Task to complete:
Your task is to write out exactly the lines of the listing below, from the first down to the line that holds "numbers, header included.".

The data:
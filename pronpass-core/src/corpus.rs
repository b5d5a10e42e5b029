//! Corpus file ingestion.
//!
//! A corpus is a CSV file of observed letter-pair frequencies: a header
//! row (always present, always skipped) followed by `pair,count` rows,
//! e.g. `th,3556`. Rows are hand-split on the first comma; both fields
//! are trimmed. This module turns corpus files into [`Observation`]
//! records and leaves aggregation to the models.

use std::path::Path;

use crate::error::{PronpassError, PronpassResult};
use crate::io;
use crate::model::observation::Observation;

/// Extension of corpus files on disk.
pub const CORPUS_EXTENSION: &str = "csv";

/// Reads a corpus file into observation records.
///
/// # Behavior
/// - The first line is the header and is never parsed as data.
/// - Blank rows are skipped.
/// - An empty or header-only file yields zero observations, not an error.
///
/// # Errors
/// - [`PronpassError::Io`] if the file cannot be read.
/// - Row-level errors ([`PronpassError::MalformedRow`],
///   [`PronpassError::InvalidCount`], [`PronpassError::MalformedPair`])
///   carry 1-based physical line numbers, header included.
pub fn read_observations<P: AsRef<Path>>(path: P) -> PronpassResult<Vec<Observation>> {
	let lines = io::read_lines(&path)?;
	let rows = match lines.split_first() {
		Some((_header, rows)) => rows,
		None => return Ok(Vec::new()),
	};

	// Data starts on physical line 2, right after the header.
	let observations = parse_rows(rows, 2)?;
	log::debug!(
		"read {} observations from {}",
		observations.len(),
		path.as_ref().display()
	);
	Ok(observations)
}

/// Parses a slice of data rows, numbering them from `first_line`.
///
/// Used by the sequential reader above and by the chunked parallel build,
/// which hands each worker a slice and its physical line offset.
pub(crate) fn parse_rows(rows: &[String], first_line: usize) -> PronpassResult<Vec<Observation>> {
	let mut observations = Vec::with_capacity(rows.len());
	for (index, row) in rows.iter().enumerate() {
		if row.trim().is_empty() {
			continue;
		}
		observations.push(parse_row(row, first_line + index)?);
	}
	Ok(observations)
}

/// Parses one `pair,count` row.
pub(crate) fn parse_row(row: &str, line: usize) -> PronpassResult<Observation> {
	let (pair, count) = row.split_once(',').ok_or_else(|| PronpassError::MalformedRow {
		line,
		row: row.to_owned(),
	})?;

	let count: u64 = count.trim().parse().map_err(|_| PronpassError::InvalidCount {
		line,
		value: count.trim().to_owned(),
	})?;

	Observation::from_pair(pair.trim(), count)
}

/// Lists the corpus files (`*.csv`) in a directory.
///
/// Returns sorted file names only (no paths).
pub fn list_corpus_files<P: AsRef<Path>>(dir: P) -> PronpassResult<Vec<String>> {
	Ok(io::list_files(dir, CORPUS_EXTENSION)?)
}
use std::fs::File;
use std::io::Read;
use std::path::{Path, PathBuf};
use std::{env, fs, io};

/// Extension of the serialized model cache written beside a corpus file.
pub(crate) const CACHE_EXTENSION: &str = "bin";

/// Reads a text file and returns all its lines as a `Vec<String>`.
///
/// - Reads the entire file into memory
/// - Splits on `\n` / `\r\n`
pub(crate) fn read_lines<P: AsRef<Path>>(filename: P) -> io::Result<Vec<String>> {
	let mut contents = String::new();
	File::open(filename)?.read_to_string(&mut contents)?;
	Ok(contents.lines().map(str::to_owned).collect())
}

/// Builds the cache path of a corpus file.
///
/// Example:
/// `data/english.csv` → `data/english.bin`
pub(crate) fn build_cache_path<P: AsRef<Path>>(corpus_path: P) -> io::Result<PathBuf> {
	let corpus_path = corpus_path.as_ref();

	let parent = corpus_path.parent().unwrap_or_else(|| Path::new("."));
	let file_stem = corpus_path
		.file_stem()
		.ok_or_else(|| io::Error::new(io::ErrorKind::InvalidInput, "Corpus path has no filename"))?;

	let mut cache = PathBuf::from(parent);
	cache.push(file_stem);
	cache.set_extension(CACHE_EXTENSION);

	Ok(cache)
}

/// Extracts the base filename without extension, used as the corpus name.
///
/// Examples:
/// - `"./data/english.csv"` → `"english"`
/// - `"english.csv"` → `"english"`
pub(crate) fn file_stem_name<P: AsRef<Path>>(input_path: P) -> io::Result<String> {
	let stem = input_path
		.as_ref()
		.file_stem()
		.ok_or_else(|| io::Error::new(io::ErrorKind::InvalidInput, "Path has no filename"))?;

	Ok(stem.to_string_lossy().to_string())
}

/// Normalize a folder path.
///
/// - `"."` or `"./"` resolves to the current working directory
/// - Other paths are returned as-is (not canonicalized)
pub(crate) fn normalize_folder(input: &str) -> PathBuf {
	if input == "." || input == "./" {
		env::current_dir().unwrap_or_else(|_| PathBuf::from("."))
	} else {
		PathBuf::from(input)
	}
}

/// Lists all files with a given extension in a directory.
///
/// Returns file names only (no paths), sorted because directory order is
/// platform-dependent.
pub(crate) fn list_files<P: AsRef<Path>>(dir: P, extension: &str) -> io::Result<Vec<String>> {
	let mut files = Vec::new();

	for entry in fs::read_dir(dir)? {
		let entry = entry?;
		let path = entry.path();

		if path.is_file() {
			if path.extension() == Some(std::ffi::OsStr::new(extension)) {
				if let Some(name) = path.file_name() {
					files.push(name.to_string_lossy().to_string());
				}
			}
		}
	}

	files.sort();
	Ok(files)
}
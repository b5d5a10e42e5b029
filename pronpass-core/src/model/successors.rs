use std::collections::HashMap;

use serde::{Deserialize, Serialize};

use crate::error::{PronpassError, PronpassResult};

/// Aggregated successor counts for one first letter.
///
/// A `SuccessorSet` corresponds to a fixed first letter (`letter`) and
/// stores the summed counts of every letter observed after it.
///
/// Conceptually, this is a node in a first-order Markov chain where
/// outgoing edges are weighted by their observed frequency.
///
/// ## Responsibilities:
/// - Accumulate adjacency counts during aggregation
/// - Extract the ranked successor list used by queries
/// - Merge with another set having the same letter (ex. parallel ingestion support)
///
/// ## Invariants
/// - All counts belong to the same `letter`
/// - Counts for one successor are summed across observations, never replaced
#[derive(Serialize, Deserialize, Clone, Debug)]
pub struct SuccessorSet {
	/// The letter every recorded adjacency starts from.
	letter: char,
	/// Summed observation counts indexed by successor letter.
	/// Example: { 'h' => 3556, 'e' => 120 }
	counts: HashMap<char, u64>,
}

impl SuccessorSet {
	/// Creates a new empty set for the given first letter.
	pub fn new(letter: char) -> Self {
		Self {
			letter,
			counts: HashMap::new(),
		}
	}

	/// Records `count` further observations of `successor` after this
	/// set's letter.
	///
	/// - If the successor already exists, its count is increased.
	/// - Otherwise, a new entry is created.
	pub fn add(&mut self, successor: char, count: u64) {
		*self.counts.entry(successor).or_insert(0) += count;
	}

	/// Summed count recorded for `successor`, if any.
	pub fn count(&self, successor: char) -> Option<u64> {
		self.counts.get(&successor).copied()
	}

	/// Extracts the successor letters ranked most-likely first.
	///
	/// Ordered by summed count descending; ties break by ascending
	/// letter so the ranking never depends on hash iteration order.
	pub fn ranked(&self) -> Vec<char> {
		let mut entries: Vec<(char, u64)> = self.counts.iter().map(|(l, c)| (*l, *c)).collect();
		entries.sort_by(|a, b| b.1.cmp(&a.1).then(a.0.cmp(&b.0)));
		entries.into_iter().map(|(letter, _)| letter).collect()
	}

	/// Merges another set into this one.
	///
	/// Both sets must aggregate for the same first letter. Successor
	/// counts are summed.
	///
	/// This method is intended for parallel ingestion, where partial
	/// models built per chunk are combined into a single one.
	///
	/// # Errors
	/// Returns [`PronpassError::LetterMismatch`] if the letters differ.
	pub fn merge(&mut self, other: &Self) -> PronpassResult<()> {
		if self.letter != other.letter {
			return Err(PronpassError::LetterMismatch {
				expected: self.letter,
				found: other.letter,
			});
		}

		for (successor, count) in &other.counts {
			*self.counts.entry(*successor).or_insert(0) += *count;
		}

		Ok(())
	}
}
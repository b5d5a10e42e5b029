use crate::error::{PronpassError, PronpassResult};

/// A single training record: one observed letter adjacency and its count.
///
/// Multiple observations may carry the same `(first, second)` pair; models
/// sum their counts during aggregation, they never overwrite.
#[derive(Clone, Copy, Debug, PartialEq, Eq)]
pub struct Observation {
	first: char,
	second: char,
	count: u64,
}

impl Observation {
	/// Creates an observation from already-decomposed letters.
	pub fn new(first: char, second: char, count: u64) -> Self {
		Self { first, second, count }
	}

	/// Decomposes a two-character pair string into an observation.
	///
	/// Corpus rows expose pairs as strings (`"th"`); the model layer, not
	/// the ingestion layer, splits them into first and second letter.
	///
	/// # Errors
	/// Returns [`PronpassError::MalformedPair`] unless `pair` is exactly
	/// two characters.
	pub fn from_pair(pair: &str, count: u64) -> PronpassResult<Self> {
		let mut letters = pair.chars();
		match (letters.next(), letters.next(), letters.next()) {
			(Some(first), Some(second), None) => Ok(Self::new(first, second, count)),
			_ => Err(PronpassError::MalformedPair { pair: pair.to_owned() }),
		}
	}

	/// The letter this adjacency starts from.
	pub fn first_letter(&self) -> char {
		self.first
	}

	/// The letter observed to follow [`first_letter`](Self::first_letter).
	pub fn second_letter(&self) -> char {
		self.second
	}

	/// How many times this adjacency was observed. May be zero.
	pub fn count(&self) -> u64 {
		self.count
	}
}

#[cfg(test)]
mod tests {
	use super::*;

	#[test]
	fn from_pair_decomposes_two_characters() {
		let obs = Observation::from_pair("th", 10).unwrap();
		assert_eq!(obs.first_letter(), 't');
		assert_eq!(obs.second_letter(), 'h');
		assert_eq!(obs.count(), 10);
	}

	#[test]
	fn from_pair_rejects_wrong_lengths() {
		for pair in ["", "t", "the"] {
			match Observation::from_pair(pair, 1) {
				Err(PronpassError::MalformedPair { pair: p }) => assert_eq!(p, pair),
				other => panic!("expected MalformedPair for {pair:?}, got {other:?}"),
			}
		}
	}

	#[test]
	fn from_pair_handles_multibyte_letters() {
		let obs = Observation::from_pair("éz", 3).unwrap();
		assert_eq!(obs.first_letter(), 'é');
		assert_eq!(obs.second_letter(), 'z');
	}

	#[test]
	fn zero_count_is_a_valid_observation() {
		assert_eq!(Observation::from_pair("ab", 0).unwrap().count(), 0);
	}
}
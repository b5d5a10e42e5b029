//! Top-level module for the password generation system.
//!
//! This module provides a letter-adjacency password generator, including:
//! - A single parsed corpus record (`Observation`)
//! - Two probability model strategies (`LinearScanModel`, `IndexedModel`)
//! - The contract they share (`ProbabilityModel`)
//! - Build configuration (`BuildInput`)
//! - A high-level generation interface (`PasswordGenerator`)

/// High-level interface for building passwords from a corpus directory.
///
/// Exposes corpus loading, seed strategy resolution, and password
/// building with a configurable retry budget.
pub mod generator;

/// Aggregated probability model with precomputed rankings.
///
/// Supports loading from disk with a binary cache, parallel
/// construction, and merging.
pub mod indexed_model;

/// Probability model backed by the raw observation list.
///
/// Keeps every ingested row and aggregates at query time.
pub mod linear_model;

/// The contract shared by the two model strategies.
///
/// Carries ranking queries, window sampling, and both password
/// builders so the strategies only differ in storage.
pub mod probability_model;

/// One letter-pair occurrence record, as parsed from a corpus row.
pub mod observation;

/// Internal aggregated successor table of a single letter.
///
/// Tracks summed pair counts and produces rankings.
/// This module is not exposed publicly.
mod successors;

/// Build configuration structure.
///
/// Stores generation parameters such as target length, retry budget,
/// seed strategy and the sampling window.
pub mod build_input;
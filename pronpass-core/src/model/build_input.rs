use crate::error::{PronpassError, PronpassResult};
use crate::model::probability_model::{DEFAULT_PASSWORD_LENGTH, DEFAULT_SAMPLE_LIMIT};

/// Strategy used to select the starting letter when building a password.
///
/// # Variants
/// - `Random`: pick a starting letter uniformly among the letters the
///   model has seen in first position.
/// - `Custom(char)`: use the provided character as the first character.
#[derive(Clone, Copy, Debug, PartialEq)]
pub enum SeedMode {
	Random,
	Custom(char),
}

/// Input parameters for building passwords from a generator.
///
/// `BuildInput` groups the tunable parts of a build: target length,
/// retry budget, seed strategy and the commonness window. Contrary to
/// the free fields, `sample_limit` goes through a setter so a window of
/// zero can never reach the sampler.
///
/// # Invariants
/// - `sample_limit` is always >= 1
pub struct BuildInput {
	/// Total password length, including the seed character.
	pub length: usize,

	/// Number of extra attempts when a build stalls (0 = fail fast).
	pub nb_try: usize,

	/// Starting letter strategy.
	pub seed: SeedMode,

	/// Commonness window passed to the sampler.
	sample_limit: usize,
}

impl BuildInput {
	/// Returns a `BuildInput` with the stock settings: default length,
	/// no retries, random seed, default commonness window.
	pub fn default() -> Self {
		Self {
			length: DEFAULT_PASSWORD_LENGTH,
			nb_try: 0,
			seed: SeedMode::Random,
			sample_limit: DEFAULT_SAMPLE_LIMIT,
		}
	}

	/// Returns the current commonness window.
	pub fn sample_limit(&self) -> usize {
		self.sample_limit
	}

	/// Sets the commonness window (>= 1).
	///
	/// # Errors
	/// Returns [`PronpassError::InvalidSampleLimit`] if `sample_limit`
	/// is 0.
	pub fn set_sample_limit(&mut self, sample_limit: usize) -> PronpassResult<()> {
		if sample_limit == 0 {
			return Err(PronpassError::InvalidSampleLimit { limit: sample_limit });
		}
		self.sample_limit = sample_limit;
		Ok(())
	}
}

Response to the exercise:
filename pronpass-core/src/corpus.rs
repository b5d5a10e42e5b029
//! Corpus file ingestion.
//!
//! A corpus is a CSV file of observed letter-pair frequencies: a header
//! row (always present, always skipped) followed by `pair,count` rows,
//! e.g. `th,3556`. Rows are hand-split on the first comma; both fields
//! are trimmed. This module turns corpus files into [`Observation`]
//! records and leaves aggregation to the models.

use std::path::Path;

use crate::error::{PronpassError, PronpassResult};
use crate::io;
use crate::model::observation::Observation;

/// Extension of corpus files on disk.
pub const CORPUS_EXTENSION: &str = "csv";

/// Reads a corpus file into observation records.
///
/// # Behavior
/// - The first line is the header and is never parsed as data.
/// - Blank rows are skipped.
/// - An empty or header-only file yields zero observations, not an error.
///
/// # Errors
/// - [`PronpassError::Io`] if the file cannot be read.
/// - Row-level errors ([`PronpassError::MalformedRow`],
///   [`PronpassError::InvalidCount`], [`PronpassError::MalformedPair`])
///   carry 1-based physical line numbers, header included.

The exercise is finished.